Glossary of Concepts
Term | Definition |
---|---|
Comethylation network | A weighted network in which nodes correspond to genomic regions and edges correspond to correlations between region DNA methylation. |
Module | A group of genomic regions with correlated DNA methylation. |
Module Eigennode | The first principal component of a module, can be thought of as a weighted average of methylation values. |
Connectivity | The sum of the correlations between a region and all other regions in the comethylation network. |
Fit | The R-squared value assessing how well the network meets the criteria for scale-free topology. |
Soft Power Threshold | The power to which all correlations are raised when constructing the weighted network. |
Hub Region | The region in a module whose methylation is most highly correlated with the module eigennode. |
Inputs
Bismark Cytosine Reports: Following WGBS of your samples, the raw fastq files should be processed into CpG count matrices where biases have been removed. One available pipeline is CpG_Me, which performs read alignment and quality control of WGBS raw fastq files, and then generates the Bismark Cytosine Reports used by Comethyl.
Sample Trait Table ("sample_info.xlsx"
): This is an excel table read in as a data.frame
with samples (specifying CpG reports) as rows and sample traits of interest as columns. All values in the table must be numeric, though the data can be either categorical or continuous for any given trait. Sample traits can include all available information about potential variables of interest as well as potential confounding variables. In WGBS datasets, potential confounding variables include cell type proportions as well as technical variables including coverage, read duplication, read trimming, and global cytosine methylation levels. For human populations, metadata should include clinical, diagnostic, and demographic data, as well as sample collection characteristics, such as gestational age and birthweight for cord blood. For experimental studies in animal models or cell cultures, experimental variables should be included in the metadata for exploring module-trait relationships. The comethylation modules identified from the Bismark Cytosine Reports will be correlated with the traits in this table.
Annotation
One unique feature of Comethyl is the ability to define regions based on functional annotations, such as CpG islands, gene bodies, enhancers, or a custom annotation. This allows the user to focus on a specific portion of the genome and integrate with other genomic data sets. Since gene body methylation can correlate positively with expression, gene bodies were selected as alternative regions to explore in the cord blood data set, in addition to the approach of calling genomic regions by CpG location.
Use Case
The example detailed in the vignettes is from a dataset of 74 male cord blood samples from newborns who were later diagnosed with autism spectrum disorder (ASD) and those with typical development (TD). Comethylation modules were associated with 49 sample characteristics including diagnosis, cell types, sample sequencing information such as percent CpG methylation, and demographic data such as home ownership. Raw data is available on GEO (GSE140730), see the previous publication for more details.
Installation
You can install Comethyl from this repository and load it into your R session with the code below.

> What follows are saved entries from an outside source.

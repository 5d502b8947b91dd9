use {
    chrono::NaiveDate,
    serde::{Deserialize, Serialize},
};

/// The curated keyword set scanned for in community posts.
#[derive(
    Clone,
    Copy,
    Debug,
    Eq,
    Hash,
    PartialEq,
    Serialize,
    Deserialize,
    strum::Display,
    strum::EnumString,
)]
pub enum Keyword {
    #[serde(rename = "New Release")]
    #[strum(serialize = "New Release")]
    NewRelease,
    #[serde(rename = "Leak")]
    #[strum(serialize = "Leak")]
    Leak,
    #[serde(rename = "Issues")]
    #[strum(serialize = "Issues")]
    Issues,
    #[serde(rename = "Price Drop")]
    #[strum(serialize = "Price Drop")]
    PriceDrop,
    #[serde(rename = "Used Market")]
    #[strum(serialize = "Used Market")]
    UsedMarket,
}

impl Keyword {
    pub const ALL: [Keyword; 5] = [
        Keyword::NewRelease,
        Keyword::Leak,
        Keyword::Issues,
        Keyword::PriceDrop,
        Keyword::UsedMarket,
    ];

    pub fn as_str(&self) -> &'static str {
        match self {
            Keyword::NewRelease => "New Release",
            Keyword::Leak => "Leak",
            Keyword::Issues => "Issues",
            Keyword::PriceDrop => "Price Drop",
            Keyword::UsedMarket => "Used Market",
        }
    }
}

/// One keyword hit inside one community post on one date.
///
/// `(keyword, date, post_url)` is the natural key. `mention_count` starts at
/// 1 and increments once per re-ingest of the same key; it counts
/// reprocessing runs, not occurrences inside the post.
#[derive(Clone, Debug, PartialEq, Serialize, Deserialize)]
pub struct MarketSignal {
    pub keyword: Keyword,
    pub post_title: String,
    pub post_url: String,
    pub subreddit: String,
    pub date: NaiveDate,
    pub mention_count: i32,
    pub sentiment_score: Option<f64>,
}

#[cfg(test)]
mod tests {
    use {super::*, std::str::FromStr};

    #[test]
    fn keyword_round_trips_through_display() {
        for keyword in Keyword::ALL {
            assert_eq!(Keyword::from_str(keyword.as_str()).unwrap(), keyword);
            assert_eq!(keyword.to_string(), keyword.as_str());
        }
    }
}
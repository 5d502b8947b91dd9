//! Stateless analysis over loaded data: week-over-week price change,
//! keyword-weighted sentiment, and the composite inventory-risk index.

pub mod price;
pub mod risk;
pub mod sentiment;
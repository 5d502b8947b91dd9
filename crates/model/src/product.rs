use serde::{Deserialize, Serialize};

/// Product category for any row that carries a chipset. The price site lists
/// GPUs under this literal category name.
pub const CATEGORY: &str = "그래픽카드";

/// The closed set of GPU cores this pipeline tracks.
///
/// Everything outside the RTX 4070 family is rejected at normalization time,
/// so a persisted chipset is always one of these four values.
#[derive(
    Clone,
    Copy,
    Debug,
    Eq,
    Hash,
    PartialEq,
    Serialize,
    Deserialize,
    strum::Display,
    strum::EnumString,
)]
pub enum Chipset {
    #[serde(rename = "RTX 4070")]
    #[strum(serialize = "RTX 4070")]
    Rtx4070,
    #[serde(rename = "RTX 4070 Super")]
    #[strum(serialize = "RTX 4070 Super")]
    Rtx4070Super,
    #[serde(rename = "RTX 4070 Ti")]
    #[strum(serialize = "RTX 4070 Ti")]
    Rtx4070Ti,
    #[serde(rename = "RTX 4070 Ti Super")]
    #[strum(serialize = "RTX 4070 Ti Super")]
    Rtx4070TiSuper,
}

impl Chipset {
    pub const ALL: [Chipset; 4] = [
        Chipset::Rtx4070,
        Chipset::Rtx4070Super,
        Chipset::Rtx4070Ti,
        Chipset::Rtx4070TiSuper,
    ];

    pub fn as_str(&self) -> &'static str {
        match self {
            Chipset::Rtx4070 => "RTX 4070",
            Chipset::Rtx4070Super => "RTX 4070 Super",
            Chipset::Rtx4070Ti => "RTX 4070 Ti",
            Chipset::Rtx4070TiSuper => "RTX 4070 Ti Super",
        }
    }
}

/// Structured identity of a GPU variant, produced by the normalizer and used
/// as the upsert key into the products table.
///
/// `(brand, model_name)` is the natural key; chipset, vram and the OC flag
/// are spec attributes that may be updated when a product is re-observed.
#[derive(Clone, Debug, Eq, PartialEq, Serialize, Deserialize)]
pub struct ProductIdentity {
    pub brand: String,
    pub chipset: Chipset,
    pub model_name: String,
    pub vram: String,
    pub is_oc: bool,
}

#[cfg(test)]
mod tests {
    use {super::*, std::str::FromStr};

    #[test]
    fn chipset_round_trips_through_display() {
        for chipset in Chipset::ALL {
            assert_eq!(Chipset::from_str(chipset.as_str()).unwrap(), chipset);
            assert_eq!(chipset.to_string(), chipset.as_str());
        }
    }

    #[test]
    fn chipset_serde_uses_canonical_names() {
        let json = serde_json::to_string(&Chipset::Rtx4070TiSuper).unwrap();
        assert_eq!(json, "\"RTX 4070 Ti Super\"");
        let back: Chipset = serde_json::from_str(&json).unwrap();
        assert_eq!(back, Chipset::Rtx4070TiSuper);
    }
}
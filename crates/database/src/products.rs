use {
    chrono::{DateTime, Utc},
    sqlx::PgConnection,
    tracing::instrument,
};

/// Spec attributes of a product as observed by the extractor. The natural key
/// is `(brand, model_name)`; everything else is updated on re-observation
/// because the latest observation is authoritative for a product's spec.
#[derive(Clone, Debug, Eq, PartialEq)]
pub struct Product {
    pub category: String,
    pub chipset: Option<String>,
    pub brand: String,
    pub model_name: String,
    pub vram: Option<String>,
    pub is_oc: bool,
}

/// A full row from the `products` table.
#[derive(Clone, Debug, PartialEq, sqlx::FromRow)]
pub struct ProductRow {
    pub id: i64,
    pub category: String,
    pub chipset: Option<String>,
    pub brand: String,
    pub model_name: String,
    pub vram: Option<String>,
    pub is_oc: bool,
    pub created_at: DateTime<Utc>,
    pub updated_at: DateTime<Utc>,
}

/// Inserts the product or, if `(brand, model_name)` already exists, updates
/// its spec columns in place. The row id is preserved across updates.
#[instrument(skip_all, fields(brand = %product.brand, model = %product.model_name))]
pub async fn upsert(ex: &mut PgConnection, product: &Product) -> Result<i64, sqlx::Error> {
    const QUERY: &str = r#"
INSERT INTO products (category, chipset, brand, model_name, vram, is_oc, created_at, updated_at)
VALUES ($1, $2, $3, $4, $5, $6, now(), now())
ON CONFLICT (brand, model_name) DO UPDATE SET
    category = EXCLUDED.category,
    chipset = EXCLUDED.chipset,
    vram = EXCLUDED.vram,
    is_oc = EXCLUDED.is_oc,
    updated_at = now()
RETURNING id
;"#;
    sqlx::query_scalar(QUERY)
        .bind(&product.category)
        .bind(&product.chipset)
        .bind(&product.brand)
        .bind(&product.model_name)
        .bind(&product.vram)
        .bind(product.is_oc)
        .fetch_one(ex)
        .await
}

pub async fn fetch(ex: &mut PgConnection, id: i64) -> Result<Option<ProductRow>, sqlx::Error> {
    const QUERY: &str = r#"SELECT * FROM products WHERE id = $1;"#;
    sqlx::query_as(QUERY).bind(id).fetch_optional(ex).await
}

/// All products, oldest first. The risk analysis phase iterates the full set.
pub async fn all(ex: &mut PgConnection) -> Result<Vec<ProductRow>, sqlx::Error> {
    const QUERY: &str = r#"SELECT * FROM products ORDER BY id;"#;
    sqlx::query_as(QUERY).fetch_all(ex).await
}

#[cfg(test)]
mod tests {
    use {super::*, sqlx::Connection};

    fn product() -> Product {
        Product {
            category: "그래픽카드".to_string(),
            chipset: Some("RTX 4070 Super".to_string()),
            brand: "ASUS".to_string(),
            model_name: "Dual".to_string(),
            vram: Some("12GB".to_string()),
            is_oc: true,
        }
    }

    #[tokio::test]
    #[ignore]
    async fn postgres_upsert_preserves_id() {
        let mut db = PgConnection::connect("postgresql://").await.unwrap();
        let mut db = db.begin().await.unwrap();
        crate::clear_DANGER_(&mut db).await.unwrap();

        let first = upsert(&mut db, &product()).await.unwrap();

        // Same natural key with a changed spec updates in place.
        let update = Product {
            vram: Some("16GB".to_string()),
            is_oc: false,
            ..product()
        };
        let second = upsert(&mut db, &update).await.unwrap();
        assert_eq!(first, second);

        let row = fetch(&mut db, first).await.unwrap().unwrap();
        assert_eq!(row.vram.as_deref(), Some("16GB"));
        assert!(!row.is_oc);
        assert!(row.updated_at >= row.created_at);

        // A different natural key creates a new row.
        let other = Product {
            model_name: "Gaming".to_string(),
            ..product()
        };
        let third = upsert(&mut db, &other).await.unwrap();
        assert_ne!(first, third);
        assert_eq!(all(&mut db).await.unwrap().len(), 2);
    }
}
use model::Keyword;

/// Signals are aggregated over this many days by default.
pub const DEFAULT_WINDOW_DAYS: i64 = 7;

/// Per-keyword mention weights. "New Release" and "Price Drop" move markets;
/// everything else counts once.
#[derive(Clone, Debug, PartialEq)]
pub struct Weights {
    pub new_release: f64,
    pub price_drop: f64,
    pub default: f64,
}

impl Default for Weights {
    fn default() -> Self {
        Self {
            new_release: 3.0,
            price_drop: 2.0,
            default: 1.0,
        }
    }
}

impl Weights {
    /// The keyword column read back from the store is free-form text;
    /// anything outside the curated set gets the default weight.
    pub fn of(&self, keyword: &str) -> f64 {
        match keyword.parse::<Keyword>() {
            Ok(Keyword::NewRelease) => self.new_release,
            Ok(Keyword::PriceDrop) => self.price_drop,
            _ => self.default,
        }
    }
}

/// `Σ count_k × weight_k`. Unbounded above; idempotent over identical counts.
pub fn score(counts: &[(String, i64)], weights: &Weights) -> f64 {
    counts
        .iter()
        .map(|(keyword, count)| *count as f64 * weights.of(keyword))
        .sum()
}

#[cfg(test)]
mod tests {
    use super::*;

    fn counts(entries: &[(&str, i64)]) -> Vec<(String, i64)> {
        entries
            .iter()
            .map(|(keyword, count)| (keyword.to_string(), *count))
            .collect()
    }

    #[test]
    fn weighted_sum() {
        let counts = counts(&[("New Release", 5), ("Price Drop", 2), ("Leak", 1)]);
        assert_eq!(score(&counts, &Weights::default()), 20.0);
    }

    #[test]
    fn empty_counts_score_zero() {
        assert_eq!(score(&[], &Weights::default()), 0.0);
    }

    #[test]
    fn unknown_keywords_use_the_default_weight() {
        let counts = counts(&[("Restock", 4)]);
        assert_eq!(score(&counts, &Weights::default()), 4.0);
    }

    #[test]
    fn configured_weights_apply() {
        let weights = Weights {
            new_release: 10.0,
            price_drop: 0.5,
            default: 2.0,
        };
        let counts = counts(&[("New Release", 1), ("Price Drop", 2), ("Issues", 3)]);
        assert_eq!(score(&counts, &weights), 10.0 + 1.0 + 6.0);
    }

    #[test]
    fn idempotent_over_identical_inputs() {
        let counts = counts(&[("New Release", 7), ("Used Market", 3)]);
        let weights = Weights::default();
        assert_eq!(score(&counts, &weights), score(&counts, &weights));
    }
}
//! Unified entry point for topic fan-out
//!
//! Every publish reaches local subscribers right away. With Redis configured,
//! it is also forwarded to the other nodes through the [`RedisBridge`].

use ctibus_core::models::Actor;
use ctibus_core::StoreContext;
use serde::Serialize;
use serde_json::{json, Value};
use std::sync::Arc;
use tokio::sync::mpsc;
use tracing::{debug, info, warn};

use crate::bridge::{PublishRequest, RedisBridge};
use crate::error::{Error, Result};
use crate::hub::{PubSubHub, Subscription};

pub struct EventBus {
    hub: PubSubHub,
    node_id: String,
    publish_tx: Option<mpsc::Sender<PublishRequest>>,
    bridge: Option<Arc<RedisBridge>>,
}

impl std::fmt::Debug for EventBus {
    fn fmt(&self, f: &mut std::fmt::Formatter<'_>) -> std::fmt::Result {
        f.debug_struct("EventBus")
            .field("node_id", &self.node_id)
            .field("distributed", &self.bridge.is_some())
            .finish_non_exhaustive()
    }
}

impl EventBus {
    /// Single-node bus
    #[must_use]
    pub fn local(node_id: impl Into<String>) -> Self {
        Self {
            hub: PubSubHub::new(),
            node_id: node_id.into(),
            publish_tx: None,
            bridge: None,
        }
    }

    /// Bus matching the context: local-only without Redis, bridged otherwise.
    /// Must be called inside a tokio runtime.
    pub fn new(ctx: &StoreContext, node_id: impl Into<String>) -> Result<Self> {
        let node_id = node_id.into();
        let config = ctx.config();
        if config.is_local_only() {
            warn!("Redis URL not provided, pub/sub running in single-node mode");
            return Ok(Self::local(node_id));
        }

        let hub = PubSubHub::new();
        let bridge = Arc::new(RedisBridge::new(
            &config.redis.url,
            hub.clone(),
            ctx.keys().clone(),
            node_id.clone(),
        )?);
        let publish_tx = Arc::clone(&bridge).start();
        info!(node_id = %node_id, "Pub/sub bridged through Redis");
        Ok(Self {
            hub,
            node_id,
            publish_tx: Some(publish_tx),
            bridge: Some(bridge),
        })
    }

    #[must_use]
    pub fn node_id(&self) -> &str {
        &self.node_id
    }

    #[must_use]
    pub const fn hub(&self) -> &PubSubHub {
        &self.hub
    }

    /// Publish to local subscribers and, when bridged, to the cluster.
    /// Returns the number of local receivers.
    pub fn publish<T: Serialize>(&self, topic: &str, payload: &T) -> Result<usize> {
        let payload = serde_json::to_value(payload)?;
        let local = self.hub.broadcast(topic, &payload);

        if let Some(tx) = &self.publish_tx {
            tx.try_send(PublishRequest {
                topic: topic.to_string(),
                payload,
            })
            .map_err(|e| match e {
                mpsc::error::TrySendError::Full(_) => {
                    Error::Closed(format!("publish queue full, dropping message on {topic}"))
                }
                mpsc::error::TrySendError::Closed(_) => {
                    Error::Closed("publisher task stopped".to_string())
                }
            })?;
        }
        debug!(topic = %topic, local_subscribers = local, "Published");
        Ok(local)
    }

    pub fn subscribe(&self, pattern: impl Into<String>) -> Result<Subscription> {
        self.hub.subscribe(pattern)
    }

    /// Publish `{instance, user}`; nothing is sent without an instance
    pub fn notify(&self, topic: &str, instance: Option<&Value>, actor: &Actor) -> Result<Option<usize>> {
        let Some(instance) = instance else {
            return Ok(None);
        };
        let message = json!({ "instance": instance, "user": actor });
        self.publish(topic, &message).map(Some)
    }

    pub fn shutdown(&self) {
        if let Some(bridge) = &self.bridge {
            bridge.shutdown();
        }
    }
}
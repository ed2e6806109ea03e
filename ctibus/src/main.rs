mod server;

use anyhow::Result;
use clap::{Parser, Subcommand};
use std::sync::Arc;
use tracing::info;

use ctibus_core::bootstrap::config::load_config_from;
use ctibus_core::{logging, StoreContext};
use ctibus_stream::{StreamBatch, StreamOptions, StreamProcessor, StreamProducer};

#[derive(Parser, Debug)]
#[command(name = "ctibus")]
#[command(about = "Event stream and coordination node", long_about = None)]
struct Args {
    /// Config file, overrides CTIBUS_CONFIG_PATH
    #[arg(long, env = "CTIBUS_CONFIG_PATH", global = true)]
    config: Option<String>,

    #[command(subcommand)]
    command: Command,
}

#[derive(Subcommand, Debug)]
enum Command {
    /// Join the cluster and keep heartbeating until interrupted
    Serve {
        /// Log every event appended to the platform stream
        #[arg(long)]
        tail: bool,
    },
    /// Print stream events as JSON lines
    Tail {
        /// Start cursor: `live` or a stream id such as `0-0`
        #[arg(long, default_value = "live")]
        from: String,
        /// Stream to read instead of the platform stream
        #[arg(long)]
        stream: Option<String>,
        /// Include internal events
        #[arg(long)]
        with_internal: bool,
    },
    /// Print stream bounds, store version and cluster members
    Info,
}

/// `<hostname>-<random>` unless configured
fn node_id(configured: &str) -> String {
    if !configured.is_empty() {
        return configured.to_string();
    }
    let hostname = hostname::get()
        .ok()
        .and_then(|h| h.into_string().ok())
        .unwrap_or_else(|| "unknown".to_string());
    ctibus_cluster::default_node_id(&hostname)
}

#[tokio::main]
async fn main() -> Result<()> {
    let args = Args::parse();
    let config = load_config_from(args.config)?;
    logging::init_logging(&config.logging)?;

    let ctx = StoreContext::connect(&config).await?;
    ctx.ping().await?;

    let result = match args.command {
        Command::Serve { tail } => {
            let node_id = node_id(&config.cluster.node_id);
            server::serve(&ctx, node_id, tail).await
        }
        Command::Tail {
            from,
            stream,
            with_internal,
        } => tail(&ctx, &from, stream, with_internal).await,
        Command::Info => print_info(&ctx).await,
    };

    ctx.close();
    result
}

async fn tail(ctx: &StoreContext, from: &str, stream: Option<String>, with_internal: bool) -> Result<()> {
    let mut options = StreamOptions::from_config(&ctx.config().stream).with_internal(with_internal);
    if let Some(stream) = stream {
        options = options.with_stream(stream);
    }

    let (tx, mut rx) = tokio::sync::mpsc::channel::<StreamBatch>(16);
    let processor = StreamProcessor::new(ctx, "tail", Arc::new(tx), options);
    processor.start(Some(from)).await?;

    let shutdown = server::shutdown_signal();
    tokio::pin!(shutdown);
    loop {
        tokio::select! {
            () = &mut shutdown => break,
            batch = rx.recv() => {
                let Some(batch) = batch else { break };
                for event in batch.events {
                    println!("{}", serde_json::to_string(&event)?);
                }
            }
        }
    }

    // Unblock a handler waiting on a full channel
    drop(rx);
    processor.shutdown().await;
    Ok(())
}

async fn print_info(ctx: &StoreContext) -> Result<()> {
    let producer = StreamProducer::new(ctx);
    let registry = ctibus_cluster::NodeRegistry::new(ctx);

    let version = ctx.server_version().await?;
    let stream = producer.stream_info().await?;
    let instances = registry.get_instances().await?;
    info!(stream = %producer.stream_name(), "Collected stream info");

    let report = serde_json::json!({
        "store_version": version,
        "stream": producer.stream_name(),
        "info": stream,
        "instances": instances,
    });
    println!("{}", serde_json::to_string_pretty(&report)?);
    Ok(())
}
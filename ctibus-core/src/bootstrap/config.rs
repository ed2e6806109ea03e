//! Configuration loading

use anyhow::Result;
use std::path::Path;
use tracing::info;

use crate::Config;

/// Load configuration from config file or environment variables
///
/// Config file search order:
/// 1. `CTIBUS_CONFIG_PATH` environment variable (explicit path)
/// 2. ./config.yaml (current working directory)
/// 3. /config/config.yaml (Kubernetes mount path)
/// 4. Fall back to environment variables only
pub fn load_config() -> Result<Config> {
    load_config_from(std::env::var("CTIBUS_CONFIG_PATH").ok())
}

/// Same as [`load_config`] with an explicit first candidate (CLI `--config`)
pub fn load_config_from(explicit: Option<String>) -> Result<Config> {
    let config_path = explicit
        .filter(|p| Path::new(p).exists())
        .or_else(|| {
            ["config.yaml", "/config/config.yaml"]
                .into_iter()
                .find(|p| Path::new(p).exists())
                .map(str::to_string)
        });

    let config = if let Some(path) = config_path {
        eprintln!("Loading config from {path}");
        match Config::from_file(&path) {
            Ok(cfg) => cfg,
            Err(e) => {
                eprintln!("Failed to load {path}: {e}");
                eprintln!("Falling back to environment variables");
                Config::from_env().unwrap_or_default()
            }
        }
    } else {
        Config::from_env().unwrap_or_else(|e| {
            eprintln!("Failed to load config: {e}");
            eprintln!("Using default configuration");
            Config::default()
        })
    };

    // Fail fast on misconfigurations
    if let Err(errors) = config.validate() {
        for error in &errors {
            tracing::error!("Config validation error: {}", error);
        }
        return Err(anyhow::anyhow!(
            "Configuration validation failed with {} error(s): {}",
            errors.len(),
            errors.join("; ")
        ));
    }

    info!(
        local_only = config.is_local_only(),
        lock_replicas = config.lock_urls().len(),
        stream = %config.stream.name,
        "Configuration loaded and validated"
    );

    Ok(config)
}

#[cfg(test)]
mod tests {
    use super::*;
    use std::io::Write;

    #[test]
    fn test_explicit_path_wins() {
        let mut file = tempfile::Builder::new().suffix(".yaml").tempfile().unwrap();
        writeln!(file, "redis:\n  url: \"\"\nsession:\n  timeout_seconds: 60").unwrap();

        let path = file.path().to_str().unwrap().to_string();
        let config = load_config_from(Some(path)).unwrap();
        assert!(config.is_local_only());
        assert_eq!(config.session.timeout_seconds, 60);
    }

    #[test]
    fn test_invalid_file_values_fail_validation() {
        let mut file = tempfile::Builder::new().suffix(".yaml").tempfile().unwrap();
        writeln!(file, "sync:\n  min_queue_size: 900\n  max_queue_size: 10").unwrap();

        let path = file.path().to_str().unwrap().to_string();
        let err = load_config_from(Some(path)).unwrap_err();
        assert!(err.to_string().contains("min_queue_size"));
    }
}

install.packages(c("BiocManager", "remotes"))
BiocManager::install("cemordaunt/comethyl")
library(comethyl)
Memory Usage
Comethyl performs a large number of correlation calculations when constructing the network, and these can take up a large amount of memory for an extended period of time. Memory usage and time should be taken into account when running getSoftPower()
and getModules()
.
Because getSoftPower()
uses an exponentially increasing amount of RAM as the number of regions increase, care should be taken to filter the number of regions so that only the most informative regions are considered. For reference, up to 250,000 regions are typically able to run on a large node with 500GB of RAM. Smaller region sets typically require much less memory to run. It’s also not recommended to use multiple threads with large region sets.
With default system BLAS libraries, getModules()
can take multiple days to run, but this can be sped up considerably if R is configured with a fast BLAS library such as OpenBLAS. In testing, getModules()
took 85 hours to run on a set of 250,000 regions with a default BLAS, but only 6 hours with OpenBLAS. getSoftPower()
was also sped up from 3 hours to 2 hours with OpenBLAS. More information on configuring R with OpenBLAS and similar libraries can be found in the R Installation Manual.